Segment Start: SUPPLIED DATA
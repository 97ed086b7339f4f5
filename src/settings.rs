//! Register values, the base configuration table, and the unit conversions
//! between human quantities (MHz, dBm, bit/s) and register codes.

use crate::registers::Register;

/// Crystal oscillator frequency, Hz.
pub const RF69_FXOSC: u32 = 32_000_000;

/// Frequency synthesizer step size, Hz (FXOSC / 2^19).
pub const RF69_FSTEP: f64 = RF69_FXOSC as f64 / 524_288.0;

/// Chip identity reported by the Version register.
pub const RF69_CHIP_VERSION: u8 = 0x24;

/// Hardware FIFO depth in bytes.
pub const RF69_FIFO_SIZE: usize = 66;

/// Largest payload accepted by `send`; longer payloads are truncated.
pub const RF69_MAX_PAYLOAD_LEN: usize = 60;

// IrqFlags1 / IrqFlags2 status bits.
pub const RF_IRQFLAGS1_MODEREADY: u8 = 0x80;
pub const RF_IRQFLAGS2_PAYLOADREADY: u8 = 0x04;
pub const RF_IRQFLAGS2_PACKETSENT: u8 = 0x08;

// PaLevel amplifier-select and output-power bits.
pub const RF_PALEVEL_PA0_ON: u8 = 0x80;
pub const RF_PALEVEL_PA1_ON: u8 = 0x40;
pub const RF_PALEVEL_PA2_ON: u8 = 0x20;
pub const RF_PALEVEL_OUTPUTPOWER_11111: u8 = 0x1F;

// Over-current protection.
pub const RF_OCP_ON: u8 = 0x1A;
pub const RF_OCP_OFF: u8 = 0x0F;

// High-power boost test registers. The boost values are only valid while
// the chip is physically transmitting.
pub const RF_TESTPA1_NORMAL: u8 = 0x55;
pub const RF_TESTPA1_BOOST: u8 = 0x5D;
pub const RF_TESTPA2_NORMAL: u8 = 0x70;
pub const RF_TESTPA2_BOOST: u8 = 0x7C;

// SyncConfig bits.
pub const RF_SYNC_ON: u8 = 0x80;
pub const RF_SYNC_FIFOFILL_MANUAL: u8 = 0x40;

// PacketConfig2 bits.
pub const RF_PACKET2_AES_ON: u8 = 0x01;

/// 16-bit bit-rate divider: FXOSC / bit rate, rounded to nearest.
pub const fn bitrate_code(bit_rate: u32) -> u16 {
    ((RF69_FXOSC + bit_rate / 2) / bit_rate) as u16
}

/// 16-bit frequency-deviation code: deviation / FSTEP, rounded to nearest.
pub const fn fdev_code(deviation_hz: u32) -> u16 {
    let fxosc = RF69_FXOSC as u64;
    ((deviation_hz as u64 * 524_288 + fxosc / 2) / fxosc) as u16
}

const BITRATE_4800: u16 = bitrate_code(4_800);
const FDEV_5000: u16 = fdev_code(5_000);

/// Fixed register profile applied at initialization: packet mode, FSK
/// without shaping, 4.8 kbit/s, 5 kHz deviation, 10.4 kHz channel filter,
/// variable-length packets with CRC, FIFO-driven transmit start, automatic
/// receive restart, and the boost registers parked at their normal values.
///
/// The chip must be in standby (the post-reset state) while this table is
/// written.
pub const BASE_CONFIG: [(Register, u8); 20] = [
    (Register::DataModul, 0x00),
    (Register::BitrateMsb, (BITRATE_4800 >> 8) as u8),
    (Register::BitrateLsb, BITRATE_4800 as u8),
    (Register::FdevMsb, (FDEV_5000 >> 8) as u8),
    (Register::FdevLsb, FDEV_5000 as u8),
    (Register::Lna, 0x88),
    (Register::RxBw, 0x55),
    (Register::AfcBw, 0x8B),
    (Register::PreambleMsb, 0x00),
    (Register::PreambleLsb, 0x04),
    (Register::SyncConfig, 0x88),
    (Register::SyncValue1, 0x2D),
    (Register::SyncValue2, 0xD4),
    (Register::PacketConfig1, 0x90),
    (Register::PayloadLength, RF69_FIFO_SIZE as u8),
    (Register::FifoThresh, 0x8F),
    (Register::PacketConfig2, 0x02),
    (Register::TestDagc, ContinuousDagc::ImprovedLowBeta0 as u8),
    (Register::TestPa1, RF_TESTPA1_NORMAL),
    (Register::TestPa2, RF_TESTPA2_NORMAL),
];

/// Converts a carrier frequency in MHz to the 24-bit Frf register word.
///
/// The quotient is truncated toward zero, so both ends of a link derive
/// the same word from the same request; the error stays below one
/// synthesizer step (~61 Hz).
pub fn frf_from_mhz(freq_mhz: f32) -> u32 {
    (freq_mhz as f64 * 1_000_000.0 / RF69_FSTEP) as u32
}

/// Converts a 24-bit Frf register word back to MHz.
pub fn mhz_from_frf(frf: u32) -> f32 {
    (frf as f64 * RF69_FSTEP / 1_000_000.0) as f32
}

/// Converts a raw RssiValue register reading to dBm.
pub fn rssi_dbm(raw: u8) -> i16 {
    -((raw / 2) as i16)
}

/// Continuous DAGC modes written to the TestDagc register.
#[derive(Debug, Clone, Copy, PartialEq, Eq)]
#[cfg_attr(feature = "defmt", derive(defmt::Format))]
#[repr(u8)]
pub enum ContinuousDagc {
    Normal = 0x00,
    ImprovedLowBeta1 = 0x20,
    ImprovedLowBeta0 = 0x30,
}

/// Sync word detection configuration.
#[derive(Debug, Clone, Copy, PartialEq, Eq)]
#[cfg_attr(feature = "defmt", derive(defmt::Format))]
pub enum SyncConfiguration {
    /// Fill the FIFO only when the sync pattern has been matched.
    FifoFillAuto { sync_tolerance: u8 },
    /// Fill the FIFO unconditionally.
    FifoFillManual { sync_tolerance: u8 },
}

impl SyncConfiguration {
    /// The SyncConfig register byte for this configuration and sync word
    /// length. Tolerance is capped at the 3-bit field maximum.
    pub(crate) fn value(self, sync_word_len: u8) -> u8 {
        let size = (sync_word_len - 1) << 3;
        match self {
            SyncConfiguration::FifoFillAuto { sync_tolerance } => {
                RF_SYNC_ON | size | sync_tolerance.min(7)
            }
            SyncConfiguration::FifoFillManual { sync_tolerance } => {
                RF_SYNC_ON | RF_SYNC_FIFOFILL_MANUAL | size | sync_tolerance.min(7)
            }
        }
    }
}

/// Power-amplifier configuration derived from a requested output power.
#[derive(Debug, Clone, Copy, PartialEq, Eq)]
#[cfg_attr(feature = "defmt", derive(defmt::Format))]
pub struct TxPower {
    /// PaLevel register value.
    pub pa_level: u8,
    /// Ocp register value.
    pub ocp: u8,
    /// Whether the boost registers must bracket the transmit window.
    pub boost: bool,
    /// The output power actually configured, after clamping.
    pub dbm: i8,
}

/// Encodes a requested output power for the selected amplifier path.
///
/// High-power modules (RFM69HW/HCW) drive PA1+PA2 and accept -2..=20 dBm;
/// the top tier (>= 18 dBm) additionally turns over-current protection off
/// and arms the transmit-window boost. Standard modules drive PA0, which
/// tops out at +13 dBm.
pub fn encode_tx_power(dbm: i8, high_power: bool) -> TxPower {
    if high_power {
        let dbm = dbm.clamp(-2, 20);
        if dbm >= 18 {
            TxPower {
                pa_level: RF_PALEVEL_PA1_ON
                    | RF_PALEVEL_PA2_ON
                    | ((dbm + 11) as u8 & RF_PALEVEL_OUTPUTPOWER_11111),
                ocp: RF_OCP_OFF,
                boost: true,
                dbm,
            }
        } else {
            TxPower {
                pa_level: RF_PALEVEL_PA1_ON
                    | RF_PALEVEL_PA2_ON
                    | ((dbm + 14) as u8 & RF_PALEVEL_OUTPUTPOWER_11111),
                ocp: RF_OCP_ON,
                boost: false,
                dbm,
            }
        }
    } else {
        let dbm = dbm.clamp(-2, 13);
        TxPower {
            pa_level: RF_PALEVEL_PA0_ON
                | ((dbm + 18) as u8 & RF_PALEVEL_OUTPUTPOWER_11111),
            ocp: RF_OCP_ON,
            boost: false,
            dbm,
        }
    }
}

/// Recovers the configured output power from a PaLevel byte and the
/// amplifier path it was encoded for.
pub fn decode_tx_power(pa_level: u8, high_power: bool, boost: bool) -> i8 {
    let output_power = (pa_level & RF_PALEVEL_OUTPUTPOWER_11111) as i8;
    if high_power {
        if boost {
            output_power - 11
        } else {
            output_power - 14
        }
    } else {
        output_power - 18
    }
}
Segment End: SUPPLIED DATA
DIRECTIONS:
Among the lines above, find those that contain the word "TestDagc" and copy them.

TASK ANSWER:
    (Register::TestDagc, ContinuousDagc::ImprovedLowBeta0 as u8),
/// Continuous DAGC modes written to the TestDagc register.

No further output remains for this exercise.